Personal information
- Full name: Samuel Peter Cox
- Date of birth: 10 October 1990 (age 35)
- Place of birth: London, England
- Height: 1.72 m (5 ft 8 in)
- Positions: Left back; central midfielder;

Youth career
- 2007–2009: Tottenham Hotspur

Senior career*
- Years: Team / Apps / (Gls)
- 2009–2010: Tottenham Hotspur / 0 / (0)
- 2009: → Cheltenham Town (loan) / 1 / (0)
- 2009: → Histon (loan) / 2 / (0)
- 2010: → Torquay United (loan) / 3 / (0)
- 2010–2012: Barnet / 10 / (0)
- 2011–2012: → Boreham Wood (loan) / 24 / (2)
- 2012–2013: Hayes & Yeading United / 41 / (3)
- 2013–2016: Boreham Wood / 98 / (1)
- 2016–2019: Wealdstone / 64 / (0)
- 2018–2019: → Hampton & Richmond Borough (loan) / 16 / (0)
- 2019–2021: Hampton & Richmond Borough / 40 / (0)
- 2022: Braintree Town / 6 / (0)
- 2022–2023: Welling United / 13 / (0)
- Total:  / 318 / (6)

International career
- 2015–2023: Guyana / 31 / (0)

Managerial career
- 2024: Wealdstone (caretaker)
- 2024: Oxford City
- 2025–2026: Wealdstone
- 2026–: Guyana (assistant)

= Sam Cox (footballer, born 1990) =

Guyanese football manager (born 1990)

Samuel Peter Cox (born 10 October 1990) is a football manager and former player who is an assistant manager for the Guyana national team. Born in England, he represented the Guyana national team.
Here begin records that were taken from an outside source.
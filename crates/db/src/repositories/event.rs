use async_trait::async_trait;
use sqlx::Row;

use repairdesk_core::domain::event::{WorkOrderEvent, WorkOrderEventKind};
use repairdesk_core::domain::work_order::WorkOrderId;
use repairdesk_core::ports::{PortError, WorkOrderEventLog};

use super::{decode_err, parse_timestamp, RepositoryError};
use crate::DbPool;

pub struct SqlWorkOrderEventLog {
    pool: DbPool,
}

impl SqlWorkOrderEventLog {
    pub fn new(pool: DbPool) -> Self {
        Self { pool }
    }

    pub async fn append(&self, event: &WorkOrderEvent) -> Result<(), RepositoryError> {
        sqlx::query(
            "INSERT INTO work_order_event (id, order_id, order_number, kind, description, user_id,
                                           user_name, user_role, for_customer, created_at)
             VALUES (?, ?, ?, ?, ?, ?, ?, ?, ?, ?)",
        )
        .bind(&event.id)
        .bind(&event.order_id.0)
        .bind(&event.order_number)
        .bind(event.kind.as_str())
        .bind(&event.description)
        .bind(&event.user_id)
        .bind(&event.user_name)
        .bind(&event.user_role)
        .bind(event.for_customer)
        .bind(event.created_at.to_rfc3339())
        .execute(&self.pool)
        .await?;

        Ok(())
    }

    /// Events in insertion order.
    pub async fn list_for_order(
        &self,
        order_id: &WorkOrderId,
    ) -> Result<Vec<WorkOrderEvent>, RepositoryError> {
        let rows = sqlx::query(
            "SELECT id, order_id, order_number, kind, description, user_id, user_name, user_role,
                    for_customer, created_at
             FROM work_order_event WHERE order_id = ? ORDER BY rowid ASC",
        )
        .bind(&order_id.0)
        .fetch_all(&self.pool)
        .await?;

        rows.iter().map(row_to_event).collect()
    }
}

fn row_to_event(row: &sqlx::sqlite::SqliteRow) -> Result<WorkOrderEvent, RepositoryError> {
    let kind: String = row.try_get("kind").map_err(decode_err)?;
    let created_at: String = row.try_get("created_at").map_err(decode_err)?;

    Ok(WorkOrderEvent {
        id: row.try_get("id").map_err(decode_err)?,
        order_id: WorkOrderId(row.try_get("order_id").map_err(decode_err)?),
        order_number: row.try_get("order_number").map_err(decode_err)?,
        kind: WorkOrderEventKind::parse(&kind)
            .ok_or_else(|| RepositoryError::Decode(format!("unknown event kind `{kind}`")))?,
        description: row.try_get("description").map_err(decode_err)?,
        user_id: row.try_get("user_id").map_err(decode_err)?,
        user_name: row.try_get("user_name").map_err(decode_err)?,
        user_role: row.try_get("user_role").map_err(decode_err)?,
        for_customer: row.try_get("for_customer").map_err(decode_err)?,
        created_at: parse_timestamp("created_at", &created_at)?,
    })
}

#[async_trait]
impl WorkOrderEventLog for SqlWorkOrderEventLog {
    async fn append(&self, event: WorkOrderEvent) -> Result<(), PortError> {
        Ok(SqlWorkOrderEventLog::append(self, &event).await?)
    }

    async fn list_for_order(&self, order_id: &WorkOrderId) -> Result<Vec<WorkOrderEvent>, PortError> {
        Ok(SqlWorkOrderEventLog::list_for_order(self, order_id).await?)
    }
}

#[cfg(test)]
mod tests {
    use chrono::Utc;

    use repairdesk_core::domain::event::{WorkOrderEvent, WorkOrderEventKind};
    use repairdesk_core::domain::work_order::WorkOrderId;

    use super::SqlWorkOrderEventLog;
    use crate::repositories::migrated_pool;

    fn event(id: &str, order_id: &WorkOrderId, kind: WorkOrderEventKind) -> WorkOrderEvent {
        WorkOrderEvent {
            id: id.to_string(),
            order_id: order_id.clone(),
            order_number: "WO-00123456".to_string(),
            kind,
            description: format!("event {id}"),
            user_id: None,
            user_name: "System".to_string(),
            user_role: "system".to_string(),
            for_customer: id == "ev-1",
            created_at: Utc::now(),
        }
    }

    #[tokio::test]
    async fn events_require_an_existing_order() {
        let log = SqlWorkOrderEventLog::new(migrated_pool().await);
        let orphan = event("ev-1", &WorkOrderId("missing".to_string()), WorkOrderEventKind::Note);
        assert!(log.append(&orphan).await.is_err());
    }

    #[tokio::test]
    async fn events_list_in_insertion_order() {
        let pool = migrated_pool().await;
        sqlx::query(
            "INSERT INTO customer (id, name, phone, created_at, updated_at)
             VALUES ('c-1', 'Ana', '1', '2026-01-01T00:00:00+00:00', '2026-01-01T00:00:00+00:00')",
        )
        .execute(&pool)
        .await
        .expect("customer");
        sqlx::query(
            "INSERT INTO work_order (id, order_number, status, customer_id, customer_name,
                                     customer_phone, subtotal, tax, total, cost_estimate,
                                     created_by, created_at)
             VALUES ('wo-1', 'WO-00123456', 'intake', 'c-1', 'Ana', '1', '0', '0', '0', '0',
                     'system', '2026-01-01T00:00:00+00:00')",
        )
        .execute(&pool)
        .await
        .expect("order");

        let log = SqlWorkOrderEventLog::new(pool);
        let order_id = WorkOrderId("wo-1".to_string());
        log.append(&event("ev-1", &order_id, WorkOrderEventKind::Note)).await.expect("note");
        log.append(&event("ev-2", &order_id, WorkOrderEventKind::Create)).await.expect("create");

        let events = log.list_for_order(&order_id).await.expect("list");
        assert_eq!(events.len(), 2);
        assert_eq!(events[0].kind, WorkOrderEventKind::Note);
        assert!(events[0].for_customer);
        assert_eq!(events[1].kind, WorkOrderEventKind::Create);
    }
}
Cox has also appeared in Emmy-winning TV series Ted Lasso, playing Armando, a fictional footballer for West Ham United.

==Club career==
Cox was "having trials at Watford and Arsenal by the time he was nine years old".
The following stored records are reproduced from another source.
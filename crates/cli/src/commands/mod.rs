pub mod config;
pub mod intake;
pub mod migrate;
pub mod steps;

use repairdesk_core::config::{AppConfig, LoadOptions};
use serde::Serialize;

#[derive(Debug, Clone)]
pub struct CommandResult {
    pub exit_code: u8,
    pub output: String,
}

#[derive(Debug, Serialize)]
struct CommandOutcome {
    command: String,
    status: String,
    error_class: Option<String>,
    message: String,
    #[serde(skip_serializing_if = "Option::is_none")]
    data: Option<serde_json::Value>,
}

impl CommandResult {
    pub fn success(command: &str, message: impl Into<String>) -> Self {
        let payload = CommandOutcome {
            command: command.to_string(),
            status: "ok".to_string(),
            error_class: None,
            message: message.into(),
            data: None,
        };
        Self { exit_code: 0, output: serialize_payload(payload) }
    }

    /// Success payload carrying a result document under `data`.
    pub fn success_with_data(command: &str, message: impl Into<String>, data: impl Serialize) -> Self {
        let data = match serde_json::to_value(data) {
            Ok(data) => data,
            Err(error) => {
                return Self::failure(command, "serialization", error.to_string(), 1);
            }
        };
        let payload = CommandOutcome {
            command: command.to_string(),
            status: "ok".to_string(),
            error_class: None,
            message: message.into(),
            data: Some(data),
        };
        Self { exit_code: 0, output: serialize_payload(payload) }
    }

    pub fn failure(
        command: &str,
        error_class: &str,
        message: impl Into<String>,
        exit_code: u8,
    ) -> Self {
        let payload = CommandOutcome {
            command: command.to_string(),
            status: "error".to_string(),
            error_class: Some(error_class.to_string()),
            message: message.into(),
            data: None,
        };
        Self { exit_code, output: serialize_payload(payload) }
    }
}

fn serialize_payload(payload: CommandOutcome) -> String {
    serde_json::to_string(&payload).unwrap_or_else(|error| {
        format!(
            "{{\"command\":\"unknown\",\"status\":\"error\",\"error_class\":\"serialization\",\"message\":\"{}\"}}",
            error.to_string().replace('\\', "\\\\").replace('"', "\\\"")
        )
    })
}

pub(crate) fn load_config(command: &str) -> Result<AppConfig, CommandResult> {
    AppConfig::load(LoadOptions::default()).map_err(|error| {
        CommandResult::failure(command, "config_validation", format!("configuration issue: {error}"), 2)
    })
}

pub(crate) fn build_runtime(command: &str) -> Result<tokio::runtime::Runtime, CommandResult> {
    tokio::runtime::Builder::new_current_thread().enable_all().build().map_err(|error| {
        CommandResult::failure(
            command,
            "runtime_init",
            format!("failed to initialize async runtime: {error}"),
            3,
        )
    })
}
Cox started his career in the Tottenham Hotspur Academy, at the age of 15. He joined the academy full-time in the 2007–08 season. During the 2008–09 season, he made 24 appearances in the under-18 team and two substitute appearances in the reserve team. Cox signed his first professional contract in July 2009.
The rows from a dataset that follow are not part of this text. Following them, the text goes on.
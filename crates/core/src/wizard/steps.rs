use std::fmt;

use serde::{Deserialize, Serialize};

/// Identifier of one wizard screen. Declaration order is the canonical (logical) order.
#[derive(Clone, Copy, Debug, PartialEq, Eq, PartialOrd, Ord, Hash, Serialize, Deserialize)]
#[serde(rename_all = "snake_case")]
pub enum StepId {
    Customer,
    Brand,
    Subcategory,
    Family,
    Model,
    Problem,
    Security,
    Checklist,
    Assignment,
    Signature,
    Summary,
}

pub const CANONICAL_ORDER: [StepId; 11] = [
    StepId::Customer,
    StepId::Brand,
    StepId::Subcategory,
    StepId::Family,
    StepId::Model,
    StepId::Problem,
    StepId::Security,
    StepId::Checklist,
    StepId::Assignment,
    StepId::Signature,
    StepId::Summary,
];

impl StepId {
    pub fn logical_order(self) -> usize {
        self as usize
    }

    pub fn as_str(self) -> &'static str {
        match self {
            Self::Customer => "customer",
            Self::Brand => "brand",
            Self::Subcategory => "subcategory",
            Self::Family => "family",
            Self::Model => "model",
            Self::Problem => "problem",
            Self::Security => "security",
            Self::Checklist => "checklist",
            Self::Assignment => "assignment",
            Self::Signature => "signature",
            Self::Summary => "summary",
        }
    }

    /// Unknown tokens (including retired ones such as `comments_media`) yield `None`.
    pub fn parse(token: &str) -> Option<Self> {
        let token = token.trim().to_ascii_lowercase();
        CANONICAL_ORDER.into_iter().find(|step| step.as_str() == token)
    }

    pub fn title(self) -> &'static str {
        match self {
            Self::Customer => "Customer",
            Self::Brand => "Brand",
            Self::Subcategory => "Device Type",
            Self::Family => "Family",
            Self::Model => "Model",
            Self::Problem => "Diagnosis, Parts and Photos",
            Self::Security => "Device Security",
            Self::Checklist => "Intake Checklist",
            Self::Assignment => "Assignment",
            Self::Signature => "Signature and Terms",
            Self::Summary => "Summary",
        }
    }
}

impl fmt::Display for StepId {
    fn fmt(&self, f: &mut fmt::Formatter<'_>) -> fmt::Result {
        f.write_str(self.as_str())
    }
}

#[cfg(test)]
mod tests {
    use super::{StepId, CANONICAL_ORDER};

    #[test]
    fn canonical_order_matches_logical_order() {
        for (index, step) in CANONICAL_ORDER.iter().enumerate() {
            assert_eq!(step.logical_order(), index);
        }
        assert!(StepId::Customer < StepId::Brand);
        assert!(StepId::Signature < StepId::Summary);
    }

    #[test]
    fn parse_is_case_insensitive_and_rejects_unknown_tokens() {
        assert_eq!(StepId::parse("Summary"), Some(StepId::Summary));
        assert_eq!(StepId::parse(" family "), Some(StepId::Family));
        assert_eq!(StepId::parse("comments_media"), None);
        assert_eq!(StepId::parse("device"), None);
    }
}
Martin Allen, manager of League Two side Cheltenham Town, signed Cox on a one-month loan deal on 1 September 2009. He made his debut on 10 October, in Cheltenham's 4–0 away loss to Accrington Stanley. Having failed to break through at Cheltenham he returned to Spurs on 12 October. On 13 November, Cox joined Conference National club Histon on loan for a month. He made his debut in Histon's 2–1 defeat away to Rushden & Diamonds on 14 November, before being substituted in the 67th minute. In January 2010, he joined Torquay United on loan for the remainder of the season.

Cox was released by Spurs at the end of the 2009–10 season and joined Barnet in June 2010. Having made 10 appearances in League Two for Barnet during the 2010–11 season Cox signed on loan for Conference South club Boreham Wood in October 2011. He was awarded 'Player of the Season', having helped the club achieve their highest ever finish in the league. In May 2012, Cox was released by Barnet due to the expiry of his contract.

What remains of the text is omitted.